Saturday, February 11, 2012

                                                                                   


"Let the great soul incarnated in some woman's form, poor and sad and single, in some Dolly or Joan, go out to service, and sweep chambers and scour floors, and its effulgent daybeams cannot be muffled or hid, but to sweep and scour will instantly appear supreme and beautiful actions, the top and radiance of human life, and all people will get mops and brooms; until, lo! suddenly the great soul has enshrined itself in some other form, and done some other deed, and that is now the flower and head of all living nature."

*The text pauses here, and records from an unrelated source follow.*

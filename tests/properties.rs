//! Property tests for the button latch and interrupt bridge.

use playerpad::ui::{ButtonEventLatch, ButtonMask, CaptureQueue, LatchState};
use playerpad::{EdgeCapture, InterruptBridge};
use proptest::prelude::*;

#[derive(Clone, Debug)]
enum Op {
    /// Handler fire with this edge-capture value.
    Fire(u32),
    /// Control loop drain.
    Drain,
}

fn op() -> impl Strategy<Value = Op> {
    prop_oneof![
        // Mostly real button lines, sometimes spurious, sometimes wide.
        3 => (0u32..4).prop_map(Op::Fire),
        1 => any::<u32>().prop_map(Op::Fire),
        2 => Just(Op::Drain),
    ]
}

struct Pio {
    capture: u32,
    acks: u32,
    ack_calls: usize,
}

impl EdgeCapture for Pio {
    fn captured(&mut self) -> u32 {
        self.capture
    }

    fn acknowledge(&mut self, bits: u32) {
        self.ack_calls += 1;
        self.acks |= bits;
        self.capture &= !bits;
    }

    fn set_irq_mask(&mut self, _bits: u32) {}
}

proptest! {
    #[test]
    fn no_update_is_lost(ops in prop::collection::vec(op(), 0..64)) {
        let latch = ButtonEventLatch::new();
        let bridge = InterruptBridge::new(&latch);
        let mut queue = CaptureQueue::new();
        let (mut tx, mut rx) = queue.split();

        let mut fired = 0u32;
        let mut drained = 0u32;
        let mut serviced = Vec::new();
        let mut reported = Vec::new();
        for op in &ops {
            match *op {
                Op::Fire(capture) => {
                    let mut pio = Pio { capture, acks: 0, ack_calls: 0 };
                    if let Some(mask) = bridge.service(&mut pio, &mut tx) {
                        serviced.push(mask);
                    }
                    fired |= capture;
                    prop_assert_eq!(pio.acks, capture);
                }
                Op::Drain => {
                    if let Some(mask) = latch.take() {
                        prop_assert!(!mask.is_empty());
                        drained |= mask.bits();
                    }
                    prop_assert_eq!(latch.state(), LatchState::Idle);
                    reported.extend(core::iter::from_fn(|| rx.dequeue()));
                }
            }
        }

        let leftover = latch.take().map(ButtonMask::bits).unwrap_or(0);
        prop_assert_eq!(drained | leftover, fired);

        // Every serviced capture is either reported in order or counted as dropped.
        reported.extend(core::iter::from_fn(|| rx.dequeue()));
        let dropped = latch.take_dropped() as usize;
        prop_assert_eq!(reported.len() + dropped, serviced.len());
        if dropped == 0 {
            prop_assert_eq!(reported, serviced);
        }
    }

    #[test]
    fn drain_returns_exactly_what_was_merged_since_last_drain(
        masks in prop::collection::vec(1u32..=u32::MAX, 1..8)
    ) {
        let latch = ButtonEventLatch::new();
        let expected = masks.iter().fold(0, |acc, m| acc | m);
        for m in &masks {
            latch.merge(ButtonMask(*m));
        }
        prop_assert_eq!(latch.state(), LatchState::Pending);
        prop_assert_eq!(latch.take(), Some(ButtonMask(expected)));
        prop_assert_eq!(latch.state(), LatchState::Idle);
        prop_assert_eq!(latch.take(), None);
    }

    #[test]
    fn spurious_fire_leaves_latch_untouched(pending in any::<u32>()) {
        let latch = ButtonEventLatch::new();
        latch.merge(ButtonMask(pending));
        let bridge = InterruptBridge::new(&latch);
        let mut queue = CaptureQueue::new();
        let (mut tx, rx) = queue.split();

        let mut pio = Pio { capture: 0, acks: 0, ack_calls: 0 };
        prop_assert_eq!(bridge.service(&mut pio, &mut tx), None);
        prop_assert_eq!(pio.ack_calls, 0);
        prop_assert!(!rx.ready());

        let expected = if pending == 0 { None } else { Some(ButtonMask(pending)) };
        prop_assert_eq!(latch.take(), expected);
    }
}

---Ralph Waldo Emerson, Spiritual Laws

I attend an Emerson discussion group in Colorado Springs, and we are currently reading the "Spiritual Laws" essay from which the above is excerpted. The life force, or the Light, within the human being, and within the work being done, are on display!  Perspective is everything... When we place ourselves close to the mops and brooms, we probably feel drudgery and pain. Emerson allows us to see through the elevated perspective of the eyes of Dolly and Joan, and the Light appears. The Polarity view would say that both perspectives are necessary and that, in reality, one perspective does not exist without the other.  
Would Emerson agree?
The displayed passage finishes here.